### Dataset content
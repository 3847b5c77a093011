use async_trait::async_trait;
use chrono::{DateTime, Utc};
use sqlx::PgPool;
use uuid::Uuid;

use super::{
    ChirpRecord, ChirpStore, RefreshTokenRecord, RefreshTokenStore, StoreError, UserRecord,
    UserStore,
};

/// PostgreSQL backend. Schema lives in `migrations/`.
pub struct PgStore {
    pool: PgPool,
}

impl PgStore {
    pub fn new(pool: PgPool) -> Self {
        Self { pool }
    }

    /// Apply pending migrations
    pub async fn migrate(pool: &PgPool) -> Result<(), sqlx::migrate::MigrateError> {
        sqlx::migrate!("./migrations").run(pool).await
    }
}

#[async_trait]
impl UserStore for PgStore {
    async fn create_user(
        &self,
        email: &str,
        hashed_password: &str,
    ) -> Result<UserRecord, StoreError> {
        let user = sqlx::query_as::<_, UserRecord>(
            r#"
            INSERT INTO users (id, created_at, updated_at, email, hashed_password)
            VALUES ($1, NOW(), NOW(), $2, $3)
            RETURNING id, created_at, updated_at, email, hashed_password, is_chirpy_red
            "#,
        )
        .bind(Uuid::new_v4())
        .bind(email)
        .bind(hashed_password)
        .fetch_one(&self.pool)
        .await?;

        Ok(user)
    }

    async fn get_user_by_email(&self, email: &str) -> Result<Option<UserRecord>, StoreError> {
        let user = sqlx::query_as::<_, UserRecord>(
            r#"
            SELECT id, created_at, updated_at, email, hashed_password, is_chirpy_red
            FROM users
            WHERE email = $1
            "#,
        )
        .bind(email)
        .fetch_optional(&self.pool)
        .await?;

        Ok(user)
    }

    async fn update_user(
        &self,
        id: Uuid,
        email: &str,
        hashed_password: &str,
    ) -> Result<Option<UserRecord>, StoreError> {
        let user = sqlx::query_as::<_, UserRecord>(
            r#"
            UPDATE users
            SET email = $2, hashed_password = $3, updated_at = NOW()
            WHERE id = $1
            RETURNING id, created_at, updated_at, email, hashed_password, is_chirpy_red
            "#,
        )
        .bind(id)
        .bind(email)
        .bind(hashed_password)
        .fetch_optional(&self.pool)
        .await?;

        Ok(user)
    }

    async fn upgrade_to_chirpy_red(&self, id: Uuid) -> Result<Option<UserRecord>, StoreError> {
        let user = sqlx::query_as::<_, UserRecord>(
            r#"
            UPDATE users
            SET is_chirpy_red = TRUE, updated_at = NOW()
            WHERE id = $1
            RETURNING id, created_at, updated_at, email, hashed_password, is_chirpy_red
            "#,
        )
        .bind(id)
        .fetch_optional(&self.pool)
        .await?;

        Ok(user)
    }

    async fn delete_all_users(&self) -> Result<(), StoreError> {
        // chirps and refresh_tokens cascade
        sqlx::query("DELETE FROM users").execute(&self.pool).await?;
        Ok(())
    }
}

#[async_trait]
impl RefreshTokenStore for PgStore {
    async fn insert(&self, record: &RefreshTokenRecord) -> Result<(), StoreError> {
        sqlx::query(
            r#"
            INSERT INTO refresh_tokens (token_hash, user_id, created_at, updated_at, expires_at, revoked_at)
            VALUES ($1, $2, $3, $4, $5, $6)
            "#,
        )
        .bind(&record.token_hash)
        .bind(record.user_id)
        .bind(record.created_at)
        .bind(record.updated_at)
        .bind(record.expires_at)
        .bind(record.revoked_at)
        .execute(&self.pool)
        .await?;

        Ok(())
    }

    async fn find_by_token(
        &self,
        token_hash: &str,
    ) -> Result<Option<RefreshTokenRecord>, StoreError> {
        let record = sqlx::query_as::<_, RefreshTokenRecord>(
            r#"
            SELECT token_hash, user_id, created_at, updated_at, expires_at, revoked_at
            FROM refresh_tokens
            WHERE token_hash = $1
            "#,
        )
        .bind(token_hash)
        .fetch_optional(&self.pool)
        .await?;

        Ok(record)
    }

    async fn mark_revoked(
        &self,
        token_hash: &str,
        when: DateTime<Utc>,
    ) -> Result<bool, StoreError> {
        let result = sqlx::query(
            r#"
            UPDATE refresh_tokens
            SET revoked_at = COALESCE(revoked_at, $2),
                updated_at = CASE WHEN revoked_at IS NULL THEN $2 ELSE updated_at END
            WHERE token_hash = $1
            "#,
        )
        .bind(token_hash)
        .bind(when)
        .execute(&self.pool)
        .await?;

        Ok(result.rows_affected() > 0)
    }
}

#[async_trait]
impl ChirpStore for PgStore {
    async fn create_chirp(&self, body: &str, user_id: Uuid) -> Result<ChirpRecord, StoreError> {
        let chirp = sqlx::query_as::<_, ChirpRecord>(
            r#"
            INSERT INTO chirps (id, created_at, updated_at, body, user_id)
            VALUES ($1, NOW(), NOW(), $2, $3)
            RETURNING id, created_at, updated_at, body, user_id
            "#,
        )
        .bind(Uuid::new_v4())
        .bind(body)
        .bind(user_id)
        .fetch_one(&self.pool)
        .await?;

        Ok(chirp)
    }

    async fn list_chirps(&self) -> Result<Vec<ChirpRecord>, StoreError> {
        let chirps = sqlx::query_as::<_, ChirpRecord>(
            r#"
            SELECT id, created_at, updated_at, body, user_id
            FROM chirps
            ORDER BY created_at ASC
            "#,
        )
        .fetch_all(&self.pool)
        .await?;

        Ok(chirps)
    }

    async fn get_chirp(&self, id: Uuid) -> Result<Option<ChirpRecord>, StoreError> {
        let chirp = sqlx::query_as::<_, ChirpRecord>(
            "SELECT id, created_at, updated_at, body, user_id FROM chirps WHERE id = $1",
        )
        .bind(id)
        .fetch_optional(&self.pool)
        .await?;

        Ok(chirp)
    }

    async fn delete_chirp(&self, id: Uuid) -> Result<bool, StoreError> {
        let result = sqlx::query("DELETE FROM chirps WHERE id = $1")
            .bind(id)
            .execute(&self.pool)
            .await?;

        Ok(result.rows_affected() > 0)
    }
}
######
What is required
Look over the entries above and say how many lines contain "UserStore"; give only the number.

Written response
2